The Finger Lakes Boating Museum was founded like many other specialty museums – a group of diehard enthusiasts wanted to preserve a collection of disappearing antiques and share their love with others.

Similar examples dot the country. See an amazing 8,000 square foot model train diorama at Roadside America in Pennsylvania. Or get your gruesome bone saw and tourniquet fix at the National Civil War Medicine Museum in Maryland.

One thing these narrowly focused museums have in common is a small but loyal fan base. And when museum staff is surrounded by undying devotion, it’s hard to focus on the people who DON’T come to your museum. Sometimes this results in a slow but steady decline in visitation.

 For these museums, it’s a good exercise to take a hard look at your core audience and think about the future. Are there enough hard-core enthusiasts to keep your doors open? How old are your enthusiasts? Will there be enough fans in 20 years to keep you viable? Fans of antique coffee cans may be dying off, while fans of Star Wars may be multiplying each year.
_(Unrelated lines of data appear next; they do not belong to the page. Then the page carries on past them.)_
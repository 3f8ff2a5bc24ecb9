use std::path::PathBuf;

use thiserror::Error;

/// Errors produced while parsing or validating foundation types.
#[derive(Debug, Error, PartialEq, Eq)]
pub enum TypeError {
    #[error("invalid store path {path:?}: {reason}")]
    InvalidStorePath { path: PathBuf, reason: &'static str },

    #[error("invalid store path base name {base_name:?}: {reason}")]
    InvalidStorePathName {
        base_name: String,
        reason: &'static str,
    },

    #[error("invalid store path hash \"{hash}\": {reason}")]
    InvalidStorePathHash { hash: String, reason: &'static str },

    #[error("invalid store directory {dir:?}: {reason}")]
    InvalidStoreDir { dir: PathBuf, reason: &'static str },

    #[error("invalid nix-base32 string \"{0}\"")]
    InvalidBase32(String),
}

/// Result alias for type operations.
pub type TypeResult<T> = Result<T, TypeError>;
use keel_closure::ClosureError;
use keel_nar::NarError;
use keel_store::{ErrorKind, StoreError};
use keel_types::TypeError;
use thiserror::Error;

#[derive(Debug, Error)]
pub enum SdkError {
    #[error("store error: {0}")]
    Store(#[from] StoreError),

    #[error("closure error: {0}")]
    Closure(#[from] ClosureError),

    #[error("export error: {0}")]
    Export(#[from] NarError),

    #[error("invalid store path: {0}")]
    InvalidPath(#[from] TypeError),

    #[error("configuration error: {0}")]
    Config(String),

    #[error("I/O error: {0}")]
    Io(#[from] std::io::Error),

    #[error("no async runtime available: {0}")]
    Runtime(String),
}

impl SdkError {
    /// Classification of the underlying store failure, if there is one.
    pub fn kind(&self) -> Option<ErrorKind> {
        match self {
            Self::Store(e) => Some(e.kind()),
            Self::Closure(e) => e.store_kind(),
            Self::Export(NarError::Store(e)) => Some(e.kind()),
            _ => None,
        }
    }

    pub fn is_not_found(&self) -> bool {
        self.kind() == Some(ErrorKind::NotFound)
    }
}

pub type SdkResult<T> = Result<T, SdkError>;
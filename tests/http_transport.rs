use std::{
    collections::VecDeque,
    sync::{
        atomic::{AtomicUsize, Ordering},
        Arc, Mutex,
    },
    time::Duration,
};

use atlas_data_api::{
    ConnectionConfig, DataApiClient, DataApiError, HttpTransport, QueryOptions, TransportOptions,
};
use axum::{
    extract::{Path, State},
    http::{HeaderMap, StatusCode},
    response::IntoResponse,
    routing::post,
    Json, Router,
};
use serde_json::{json, Value as JsonValue};

#[derive(Clone)]
struct MockResponse {
    status: StatusCode,
    body: JsonValue,
    delay: Duration,
}

impl MockResponse {
    fn json(status: StatusCode, body: JsonValue) -> Self {
        Self {
            status,
            body,
            delay: Duration::from_millis(0),
        }
    }

    fn with_delay(mut self, delay: Duration) -> Self {
        self.delay = delay;
        self
    }
}

#[derive(Clone, Debug)]
struct Captured {
    action: String,
    api_key: Option<String>,
    content_type: Option<String>,
    cors: Option<String>,
    body: JsonValue,
}

#[derive(Clone)]
struct MockState {
    responses: Arc<Mutex<VecDeque<MockResponse>>>,
    captured: Arc<Mutex<Vec<Captured>>>,
    hits: Arc<AtomicUsize>,
}

fn header(headers: &HeaderMap, name: &str) -> Option<String> {
    headers
        .get(name)
        .and_then(|value| value.to_str().ok())
        .map(str::to_owned)
}

async fn action_handler(
    State(state): State<MockState>,
    Path(action): Path<String>,
    headers: HeaderMap,
    body: String,
) -> impl IntoResponse {
    state.hits.fetch_add(1, Ordering::SeqCst);
    state
        .captured
        .lock()
        .expect("capture mutex must not be poisoned")
        .push(Captured {
            action,
            api_key: header(&headers, "api-key"),
            content_type: header(&headers, "content-type"),
            cors: header(&headers, "access-control-request-headers"),
            body: serde_json::from_str(&body).unwrap_or(JsonValue::Null),
        });

    let response = {
        let mut queue = state
            .responses
            .lock()
            .expect("response queue mutex must not be poisoned");
        queue.pop_front().unwrap_or_else(|| {
            MockResponse::json(
                StatusCode::INTERNAL_SERVER_ERROR,
                json!({"error": "no mock response available"}),
            )
        })
    };

    if !response.delay.is_zero() {
        tokio::time::sleep(response.delay).await;
    }

    (response.status, Json(response.body))
}

struct TestServer {
    base_url: String,
    hits: Arc<AtomicUsize>,
    captured: Arc<Mutex<Vec<Captured>>>,
    task: tokio::task::JoinHandle<()>,
}

impl Drop for TestServer {
    fn drop(&mut self) {
        self.task.abort();
    }
}

impl TestServer {
    fn endpoint(&self) -> String {
        format!("{}/endpoint/data/v1", self.base_url)
    }

    fn captured(&self) -> Vec<Captured> {
        self.captured
            .lock()
            .expect("capture mutex must not be poisoned")
            .clone()
    }
}

async fn spawn_server(responses: Vec<MockResponse>) -> TestServer {
    let state = MockState {
        responses: Arc::new(Mutex::new(responses.into())),
        captured: Arc::default(),
        hits: Arc::new(AtomicUsize::new(0)),
    };

    let app = Router::new()
        .route("/endpoint/data/v1/action/:action", post(action_handler))
        .with_state(state.clone());

    let listener = tokio::net::TcpListener::bind("127.0.0.1:0")
        .await
        .expect("must bind test listener");
    let address = listener.local_addr().expect("must have local addr");
    let task = tokio::spawn(async move {
        axum::serve(listener, app)
            .await
            .expect("mock server must run");
    });

    TestServer {
        base_url: format!("http://{address}"),
        hits: state.hits,
        captured: state.captured,
        task,
    }
}

fn client_for(server: &TestServer, options: TransportOptions) -> DataApiClient {
    let config = ConnectionConfig::new("Cluster0", "shop", "live-key", server.endpoint())
        .expect("must build config");
    DataApiClient::new(config, HttpTransport::new().with_options(options))
}

#[tokio::test]
async fn posts_body_and_headers_to_action_path() {
    let server = spawn_server(vec![MockResponse::json(
        StatusCode::OK,
        json!({ "documents": [{ "name": "Ada" }] }),
    )])
    .await;
    let client = client_for(&server, TransportOptions::default());

    let result = client
        .try_find::<JsonValue>(
            "users",
            json!({ "name": "Ada" }),
            Some(QueryOptions::new().limit(1)),
        )
        .await
        .expect("find must succeed");
    assert_eq!(result.documents, vec![json!({ "name": "Ada" })]);

    let captured = server.captured();
    assert_eq!(captured.len(), 1);
    let request = &captured[0];
    assert_eq!(request.action, "find");
    assert_eq!(request.api_key.as_deref(), Some("live-key"));
    assert_eq!(request.content_type.as_deref(), Some("application/json"));
    assert_eq!(request.cors.as_deref(), Some("*"));
    assert_eq!(
        request.body,
        json!({
            "dataSource": "Cluster0",
            "database": "shop",
            "collection": "users",
            "filter": { "name": "Ada" },
            "limit": 1
        })
    );
}

#[tokio::test]
async fn non_success_status_surfaces_http_error() {
    let server = spawn_server(vec![MockResponse::json(
        StatusCode::UNAUTHORIZED,
        json!({ "error": "invalid api key" }),
    )])
    .await;
    let client = client_for(&server, TransportOptions::default());

    let err = client
        .try_delete_one("users", json!({}))
        .await
        .expect_err("unauthorized must fail");
    match err {
        DataApiError::Http { status, body } => {
            assert_eq!(status, 401);
            assert!(body.contains("invalid api key"));
        }
        other => panic!("expected http error, got {other:?}"),
    }
    assert_eq!(server.hits.load(Ordering::SeqCst), 1);
}

#[tokio::test]
async fn retries_on_retryable_http_status() {
    let server = spawn_server(vec![
        MockResponse::json(StatusCode::SERVICE_UNAVAILABLE, json!({ "error": "busy" })),
        MockResponse::json(StatusCode::OK, json!({ "deletedCount": 2 })),
    ])
    .await;
    let client = client_for(
        &server,
        TransportOptions {
            timeout_ms: 1_000,
            max_retries: 1,
            retry_backoff_ms: 1,
        },
    );

    let result = client
        .delete_many("users", json!({ "active": false }))
        .await
        .expect("request must succeed after retry");
    assert_eq!(result.deleted_count, 2);
    assert_eq!(server.hits.load(Ordering::SeqCst), 2);
}

#[tokio::test]
async fn request_timeout_surfaces_transport_error() {
    let server = spawn_server(vec![MockResponse::json(
        StatusCode::OK,
        json!({ "deletedCount": 1 }),
    )
    .with_delay(Duration::from_millis(150))])
    .await;
    let client = client_for(
        &server,
        TransportOptions {
            timeout_ms: 20,
            max_retries: 0,
            retry_backoff_ms: 1,
        },
    );

    let err = client
        .try_delete_one("users", json!({}))
        .await
        .expect_err("request must timeout");
    match err {
        DataApiError::Transport(inner) => assert!(inner.is_timeout()),
        other => panic!("expected transport timeout error, got {other:?}"),
    }
}

#[tokio::test]
async fn http_failure_is_logged_by_never_failing_surface() {
    let server = spawn_server(vec![MockResponse::json(
        StatusCode::BAD_REQUEST,
        json!({ "error": "bad filter" }),
    )])
    .await;
    let messages = Arc::new(Mutex::new(Vec::<String>::new()));
    let sink = Arc::clone(&messages);
    let client = client_for(&server, TransportOptions::default()).with_logger(move |message| {
        sink.lock()
            .expect("log mutex must not be poisoned")
            .push(message.to_owned())
    });

    let result = client.find_one::<JsonValue>("users", json!({}), None).await;
    assert!(result.is_none());

    let messages = messages.lock().expect("log mutex must not be poisoned");
    assert_eq!(messages.len(), 1);
    assert!(messages[0].starts_with("http error 400"));
}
H. Rick Bamman - Star Wars Enthusiast

H. Rick Bamman - Star Wars Enthusiast

 If you’ve determined that you have a dwindling or limited diehard fan base, the next step is to re-design your visitor experience to reach the non-enthusiasts as well as the hard-core devotees. As a consultant, being a non-enthusiast is actually one of my superpowers. That sounds blasphemous in a field full of people excited by their content, but it’s a useful disposition for my chosen crusade to help museums increase their relevancy to more people.

I am this lemur 👇. . . not caring about your antique thimble collection (at first glance), but showing you how to translate the magic that YOU see into a more dynamic experience for people like me.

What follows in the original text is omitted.